UN Plaza stays light for a long time but the light is chill. My feet and legs hurt and I need to sit on the pedestal of the statue of Bolivar like a tourist, because there aren’t many places to sit in the Tenderloin. I sit with my back to the sunset and see perspective—the lines of lightposts converge, it’s obvious.
A man sits down next to me. He sits on a sheet of cardboard that’s sitting on the pedestal like a yoga mat; that makes sense, because the concrete is cold and his butt is scrawny. The man begins bending forward in the middle, fluid, folding up like a Gumby. He is sleepy, but instead of lying down, he folds forward. There is probably a law against lying down around here, but I want him to defy it and lay down before he cracks his head on the pavement. A vial of medicine drops from his hand and skitters away on the windy bricks. He raises his head, looks at it and me, and laughs. I don’t know what about, but I laugh too, because I feel a bond with all these people I see while looking for D. His longish hair is brown, not gray, but his face is indented, caved in and squinched as with many people who have used meth. He is thin and white and young.
A young African-American man comes by and slaps him on the shoulder. “Bucky, Bucky, I’m your nigger, lay down if you need to.” Bucky continues to curl forward. The friend says, “Hey if you fall down and hurt yourself I’m going to come back and kick you in the forehead.” I point to Bucky’s medicine on the pavement (I’m too tired to go and pick it up) and the young man picks it up and puts it near Bucky on the base of the statue. I read the label, “Nits B Gone.”
I ask, “Will he be all right?”
“Yeah, yeah, he’s just high.”
Just because he’s high that makes it all right? I doubt it. That Bucky is high doesn’t mean Bucky isn’t also sick, crazy, or dying. “As long as we know what the issue is,” I say snottily, and the friend just laughs. Again and again Bucky curls almost to his feet, and then straightens up again; he neither lies down nor crashes.
I walk away towards the subway hole to check out the folks shooting up at the other end of plaza, and when I come back Bucky and his friend are both gone.
Now what is D’s issue? She has two. She is schizophrenic, she went off the rails when she was 18. She is a meth addict. And she has a third that ties the two together: she has a delusion that she is an undercover researcher working for the FBI testing meth as a cure for mental illness. If she takes meth every day for three years she will get millions of dollars, help thousands of people, and get meth legalized. I firmly believe that is what she firmly believes, and that’s why she does the things she does.

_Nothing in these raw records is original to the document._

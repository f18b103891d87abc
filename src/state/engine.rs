//! Match state machine.
//!
//! A match is created from a room's roster and board, then advanced one turn
//! at a time. Every turn is validated in full before anything is applied, so a
//! rejected turn leaves the match exactly as it was.
//!
//! ```text
//! Room (lobby) ──start──▶ Active ──last player standing──▶ Finished
//! ```

use std::collections::HashMap;

use serde::Serialize;
use tracing::{debug, info};

use super::board::{Board, BoardError, Coordinate};
use super::config::EngineConfig;
use super::moves;
use super::player::PlayerId;
use super::roster::Room;

/// Match state machine states.
#[derive(Debug, Clone, Copy, PartialEq, Eq, Serialize)]
#[serde(rename_all = "snake_case")]
pub enum MatchStatus {
    Active,
    Finished,
}

impl MatchStatus {
    pub fn as_str(&self) -> &'static str {
        match self {
            Self::Active => "active",
            Self::Finished => "finished",
        }
    }

    pub fn is_active(&self) -> bool {
        matches!(self, Self::Active)
    }
}

/// Match errors.
#[derive(Debug, Clone, PartialEq, Eq, thiserror::Error)]
pub enum MatchError {
    #[error("Not enough players to start")]
    NotEnoughPlayers,
    #[error("Not every player is ready")]
    PlayersNotReady,
    #[error("Player {0} is already in an active match")]
    AlreadyInMatch(PlayerId),
    #[error("It's not your turn")]
    NotCurrentActor,
    #[error("Path must start where the player stands")]
    DiscontinuousPath,
    #[error("Illegal step at index {index}")]
    IllegalStep { index: usize },
    #[error(transparent)]
    Board(#[from] BoardError),
    #[error("Match has finished")]
    MatchFinished,
    #[error("No match found")]
    MatchNotFound,
}

/// Result of an accepted turn.
#[derive(Debug, Clone, PartialEq, Eq, Serialize)]
pub struct TurnOutcome {
    /// Player whose turn it is now
    pub next_actor: PlayerId,
    /// Turn counter after advancing
    pub turn: u32,
    /// Steps actually walked
    pub steps_applied: usize,
    pub eliminated: Option<PlayerId>,
    pub winner: Option<PlayerId>,
}

/// Read-only view of a match.
#[derive(Debug, Clone, Serialize)]
pub struct MatchSnapshot {
    pub match_id: String,
    pub room_id: String,
    pub status: MatchStatus,
    pub turn: u32,
    pub current_actor: PlayerId,
    pub players: Vec<PlayerId>,
    pub active_player_count: usize,
    pub board: Board,
    pub history: HashMap<PlayerId, Vec<Coordinate>>,
    pub winner: Option<PlayerId>,
}

impl MatchSnapshot {
    pub fn to_json(&self) -> serde_json::Value {
        serde_json::json!({
            "match_id": self.match_id,
            "room_id": self.room_id,
            "status": self.status.as_str(),
            "turn": self.turn,
            "current_player": self.current_actor,
            "players": self.players,
            "number_of_players": self.active_player_count,
            "map": self.board.to_json(),
            "history": self.history,
            "winner": self.winner
        })
    }
}

/// One match's mutable state.
#[derive(Debug, Clone)]
pub struct Match {
    pub id: String,

    pub room_id: String,

    status: MatchStatus,

    board: Board,

    /// Active players in join order; shrinks on elimination
    players: Vec<PlayerId>,

    /// Turn counter, starts at 1
    turn: u32,

    current_actor: PlayerId,

    /// Visited coordinates per active player; last entry is where they stand
    history: HashMap<PlayerId, Vec<Coordinate>>,

    eliminated: Vec<PlayerId>,

    winner: Option<PlayerId>,

    pub started_at: chrono::DateTime<chrono::Utc>,

    pub ended_at: Option<chrono::DateTime<chrono::Utc>>,
}

impl Match {
    /// Start a match from a room. Reuses the room's board when present.
    ///
    /// Players take spawn corners and turn order by join order.
    pub fn start(
        id: String,
        room: &Room,
        board: Option<Board>,
        config: &EngineConfig,
    ) -> Result<Self, MatchError> {
        if room.player_count() < config.min_players.max(2) {
            return Err(MatchError::NotEnoughPlayers);
        }
        if config.require_ready && !room.all_ready() {
            return Err(MatchError::PlayersNotReady);
        }

        let mut board =
            board.unwrap_or_else(|| Board::generate(config.board_width, config.board_height));
        let spawns = board.spawn_positions(room.player_count());

        let mut players = Vec::with_capacity(spawns.len());
        let mut history = HashMap::with_capacity(spawns.len());
        for (player_id, spawn) in room.player_ids().zip(spawns) {
            board.set_occupant(spawn, Some(player_id.to_string()))?;
            history.insert(player_id.to_string(), vec![spawn]);
            players.push(player_id.to_string());
        }

        let current_actor = players[0].clone();

        Ok(Self {
            id,
            room_id: room.id.clone(),
            status: MatchStatus::Active,
            board,
            players,
            turn: 1,
            current_actor,
            history,
            eliminated: Vec::new(),
            winner: None,
            started_at: chrono::Utc::now(),
            ended_at: None,
        })
    }

    pub fn status(&self) -> MatchStatus {
        self.status
    }

    pub fn turn(&self) -> u32 {
        self.turn
    }

    pub fn current_actor(&self) -> &str {
        &self.current_actor
    }

    pub fn board(&self) -> &Board {
        &self.board
    }

    /// Active players in turn order.
    pub fn players(&self) -> &[PlayerId] {
        &self.players
    }

    pub fn has_player(&self, player_id: &str) -> bool {
        self.players.iter().any(|p| p == player_id)
    }

    pub fn eliminated(&self) -> &[PlayerId] {
        &self.eliminated
    }

    pub fn winner(&self) -> Option<&str> {
        self.winner.as_deref()
    }

    pub fn history(&self, player_id: &str) -> Option<&[Coordinate]> {
        self.history.get(player_id).map(Vec::as_slice)
    }

    /// Where a player currently stands.
    pub fn position(&self, player_id: &str) -> Option<Coordinate> {
        self.history.get(player_id).and_then(|h| h.last().copied())
    }

    /// Apply one turn atomically.
    pub fn apply_turn(
        &mut self,
        player_id: &str,
        path: &[Coordinate],
    ) -> Result<TurnOutcome, MatchError> {
        if !self.status.is_active() {
            return Err(MatchError::MatchFinished);
        }
        if player_id != self.current_actor {
            return Err(MatchError::NotCurrentActor);
        }
        if path.first().copied() != self.position(player_id) {
            return Err(MatchError::DiscontinuousPath);
        }
        // Pairs are checked in path order so the first failure is reported
        for (index, pair) in path.windows(2).enumerate() {
            self.board.cell_at(pair[1])?;
            if !moves::is_legal_step(pair[0], pair[1]) {
                return Err(MatchError::IllegalStep { index });
            }
        }

        let mut next = self.clone();
        let outcome = next.walk(player_id, path)?;
        *self = next;
        Ok(outcome)
    }

    /// Walk a validated path, then advance the turn.
    fn walk(&mut self, player_id: &str, path: &[Coordinate]) -> Result<TurnOutcome, MatchError> {
        let mut steps_applied = 0;
        let mut eliminated = None;

        for pair in path.windows(2) {
            let (from, to) = (pair[0], pair[1]);

            let victim = match self.board.occupant(to)? {
                Some(owner) if owner != player_id => Some(owner.to_string()),
                _ => None,
            };
            if let Some(victim) = &victim {
                self.eliminate(victim);
            }

            self.board.set_occupant(from, None)?;
            self.board.set_occupant(to, Some(player_id.to_string()))?;
            if let Some(steps) = self.history.get_mut(player_id) {
                steps.push(to);
            }
            steps_applied += 1;

            if victim.is_some() {
                eliminated = victim;
                break;
            }
        }

        self.advance();

        debug!(
            match_id = %self.id,
            player_id,
            steps_applied,
            next_actor = %self.current_actor,
            "Turn applied"
        );

        Ok(TurnOutcome {
            next_actor: self.current_actor.clone(),
            turn: self.turn,
            steps_applied,
            eliminated,
            winner: self.winner.clone(),
        })
    }

    fn eliminate(&mut self, victim: &str) {
        self.board.clear_owner(victim);
        self.history.remove(victim);
        self.players.retain(|p| p != victim);
        self.eliminated.push(victim.to_string());
        info!(match_id = %self.id, player_id = victim, "Player eliminated");
    }

    /// Round-robin over the current active list, indexed by the turn counter.
    fn advance(&mut self) {
        let count = self.players.len();
        if count == 0 {
            return;
        }

        let index = (self.turn as usize) % count;
        self.current_actor = self.players[index].clone();
        self.turn += 1;

        if count == 1 {
            self.status = MatchStatus::Finished;
            self.winner = Some(self.players[0].clone());
            self.ended_at = Some(chrono::Utc::now());
            info!(match_id = %self.id, winner = %self.players[0], "Match finished");
        }
    }

    pub fn snapshot(&self) -> MatchSnapshot {
        MatchSnapshot {
            match_id: self.id.clone(),
            room_id: self.room_id.clone(),
            status: self.status,
            turn: self.turn,
            current_actor: self.current_actor.clone(),
            players: self.players.clone(),
            active_player_count: self.players.len(),
            board: self.board.clone(),
            history: self.history.clone(),
            winner: self.winner.clone(),
        }
    }
}
//! Player records and presence state machine.
//!
//! Tracks where a player is in the system and validates transitions.
//!
//! # State Diagram
//!
//! ```text
//! ┌──────────────┐   join_room    ┌───────────┐
//! │     Idle     │───────────────▶│  InRoom   │
//! │              │◀───────────────│           │
//! └──────────────┘   leave_room   └─────┬─────┘
//!                                   ▲   │ start_match
//!                       leave_match │   ▼
//!                                 ┌─────────────┐
//!                                 │   InMatch   │
//!                                 └─────────────┘
//! ```
//!
//! A player leaves a match when eliminated or when the match finishes.

use std::fmt;

use serde::{Deserialize, Serialize};

/// Opaque player identifier.
pub type PlayerId = String;

/// A registered player.
#[derive(Debug, Clone, PartialEq, Eq, Serialize, Deserialize)]
pub struct Player {
    pub id: PlayerId,
    pub name: String,
    pub ready: bool,
}

impl Player {
    pub fn new(id: impl Into<PlayerId>, name: impl Into<String>) -> Self {
        Self {
            id: id.into(),
            name: name.into(),
            ready: false,
        }
    }

    pub fn to_json(&self) -> serde_json::Value {
        serde_json::json!({
            "id": self.id,
            "name": self.name,
            "ready": self.ready
        })
    }
}

/// Player's current location in the system.
#[derive(Debug, Clone, PartialEq, Eq, Default, Serialize)]
#[serde(tag = "state", rename_all = "snake_case")]
pub enum PlayerLocation {
    /// Registered, not in any room
    #[default]
    Idle,

    /// In a room lobby
    InRoom { room_id: String },

    /// Playing a match started from their room
    InMatch { room_id: String, match_id: String },
}

impl PlayerLocation {
    pub fn is_in_room(&self) -> bool {
        !matches!(self, Self::Idle)
    }

    pub fn is_in_match(&self) -> bool {
        matches!(self, Self::InMatch { .. })
    }

    /// Room ID, also set while playing.
    pub fn room_id(&self) -> Option<&str> {
        match self {
            Self::InRoom { room_id } | Self::InMatch { room_id, .. } => Some(room_id),
            Self::Idle => None,
        }
    }

    pub fn match_id(&self) -> Option<&str> {
        match self {
            Self::InMatch { match_id, .. } => Some(match_id),
            _ => None,
        }
    }
}

impl fmt::Display for PlayerLocation {
    fn fmt(&self, f: &mut fmt::Formatter<'_>) -> fmt::Result {
        match self {
            Self::Idle => write!(f, "Idle"),
            Self::InRoom { room_id } => write!(f, "InRoom({})", room_id),
            Self::InMatch { room_id, match_id } => {
                write!(f, "InMatch({}, {})", room_id, match_id)
            }
        }
    }
}

/// State transition events.
#[derive(Debug, Clone, PartialEq, Eq)]
pub enum PlayerEvent {
    JoinRoom { room_id: String },
    LeaveRoom,
    StartMatch { match_id: String },
    LeaveMatch,
}

/// Error when a state transition is invalid.
#[derive(Debug, Clone, PartialEq, Eq, thiserror::Error)]
#[error("Invalid transition from {from} via {event:?}: {reason}")]
pub struct InvalidTransition {
    pub from: PlayerLocation,
    pub event: PlayerEvent,
    pub reason: &'static str,
}

/// Player presence state machine.
#[derive(Debug, Clone, Default)]
pub struct PlayerState {
    location: PlayerLocation,
}

impl PlayerState {
    pub fn new() -> Self {
        Self::default()
    }

    pub fn location(&self) -> &PlayerLocation {
        &self.location
    }

    /// Apply an event, returning the new state or an error.
    pub fn apply(&self, event: PlayerEvent) -> Result<Self, InvalidTransition> {
        Ok(Self {
            location: self.transition(&event)?,
        })
    }

    /// Apply an event in place.
    pub fn apply_mut(&mut self, event: PlayerEvent) -> Result<(), InvalidTransition> {
        self.location = self.transition(&event)?;
        Ok(())
    }

    fn transition(&self, event: &PlayerEvent) -> Result<PlayerLocation, InvalidTransition> {
        use PlayerEvent::*;
        use PlayerLocation::*;

        let invalid = |reason: &'static str| InvalidTransition {
            from: self.location.clone(),
            event: event.clone(),
            reason,
        };

        match (&self.location, event) {
            (Idle, JoinRoom { room_id }) => Ok(InRoom {
                room_id: room_id.clone(),
            }),
            (InRoom { .. }, JoinRoom { .. }) => Err(invalid("Already in a room")),
            (InMatch { .. }, JoinRoom { .. }) => Err(invalid("Match in progress")),

            (InRoom { .. }, LeaveRoom) => Ok(Idle),
            (InMatch { .. }, LeaveRoom) => Err(invalid("Match in progress")),
            (Idle, LeaveRoom) => Err(invalid("Not in a room")),

            (InRoom { room_id }, StartMatch { match_id }) => Ok(InMatch {
                room_id: room_id.clone(),
                match_id: match_id.clone(),
            }),
            (InMatch { .. }, StartMatch { .. }) => Err(invalid("Already in a match")),
            (Idle, StartMatch { .. }) => Err(invalid("Must be in a room to start a match")),

            (InMatch { room_id, .. }, LeaveMatch) => Ok(InRoom {
                room_id: room_id.clone(),
            }),
            (_, LeaveMatch) => Err(invalid("Not in a match")),
        }
    }

    pub fn is_in_room(&self) -> bool {
        self.location.is_in_room()
    }

    pub fn is_in_match(&self) -> bool {
        self.location.is_in_match()
    }

    pub fn room_id(&self) -> Option<&str> {
        self.location.room_id()
    }

    pub fn match_id(&self) -> Option<&str> {
        self.location.match_id()
    }
}

#[cfg(test)]
mod tests {
    use super::*;
    use pretty_assertions::assert_eq;

    #[test]
    fn test_initial_state() {
        let state = PlayerState::new();
        assert!(!state.is_in_room());
        assert_eq!(*state.location(), PlayerLocation::Idle);
    }

    #[test]
    fn test_room_flow() {
        let mut state = PlayerState::new();

        state
            .apply_mut(PlayerEvent::JoinRoom {
                room_id: "room-1".to_string(),
            })
            .unwrap();
        assert!(state.is_in_room());
        assert_eq!(state.room_id(), Some("room-1"));

        state.apply_mut(PlayerEvent::LeaveRoom).unwrap();
        assert!(!state.is_in_room());
    }

    #[test]
    fn test_match_flow() {
        let mut state = PlayerState::new();

        state
            .apply_mut(PlayerEvent::JoinRoom {
                room_id: "room-1".to_string(),
            })
            .unwrap();
        state
            .apply_mut(PlayerEvent::StartMatch {
                match_id: "match-1".to_string(),
            })
            .unwrap();

        assert!(state.is_in_match());
        assert_eq!(state.match_id(), Some("match-1"));
        assert_eq!(state.room_id(), Some("room-1"));

        // Room membership is frozen while playing
        assert!(state.apply(PlayerEvent::LeaveRoom).is_err());

        state.apply_mut(PlayerEvent::LeaveMatch).unwrap();
        assert!(!state.is_in_match());
        assert_eq!(state.room_id(), Some("room-1"));
    }

    #[test]
    fn test_invalid_transitions() {
        let state = PlayerState::new();

        assert!(state.apply(PlayerEvent::LeaveRoom).is_err());
        assert!(state.apply(PlayerEvent::LeaveMatch).is_err());

        let result = state.apply(PlayerEvent::StartMatch {
            match_id: "match-1".to_string(),
        });
        assert!(result.is_err());

        let in_room = state
            .apply(PlayerEvent::JoinRoom {
                room_id: "room-1".to_string(),
            })
            .unwrap();
        let err = in_room
            .apply(PlayerEvent::JoinRoom {
                room_id: "room-2".to_string(),
            })
            .unwrap_err();
        assert_eq!(err.reason, "Already in a room");
    }

    #[test]
    fn test_display() {
        let loc = PlayerLocation::InMatch {
            room_id: "room-1".to_string(),
            match_id: "match-1".to_string(),
        };
        assert_eq!(format!("{}", loc), "InMatch(room-1, match-1)");
    }

    #[test]
    fn test_player_json() {
        let player = Player::new("p1", "Alice");
        assert_eq!(
            player.to_json(),
            serde_json::json!({"id": "p1", "name": "Alice", "ready": false})
        );
    }
}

So when D goes barefoot, sleeps on the grass in front of Bill Graham auditorium, talks to herself, calls her friends whores and bitches, tells the police to arrest people, and takes meth, what is the issue? Mental illness? Drugs? Loitering? Who do you call? Police? Ambulance? They don’t care, unless she’s a danger to self or others, like right this minute, like hitting me or stabbing someone, which isn’t common so there is a low chance of anyone witnessing it. Danger to herself from dirty needles, AIDS, overdose, risk of rape doesn’t count. Social workers? She’s in the wrong county today. Or do you just say that she is making a lifestyle choice?
I describe her to many of the people I see, often the women. A lot of people aren’t sure who she is because there are a lot of homeless young white girls in this area who take meth. “Is she one-legged?” “Does she limp?” “Is she cross-eyed?” “Is she covered with tattoos?” they ask. No. Not yet. Not the last I saw her; she was 21, well-fed, and bored to death with being in the mental hospital. So far, most people I talk to have got her confused with someone else.
But in the Homeless Outreach office, I give a very handsome tattooed man one of my flyers, and he knows who she is. “I knew her last summer. I am no longer on that path. But I think she is all right. She has a knife and she doesn’t let people mess with her.”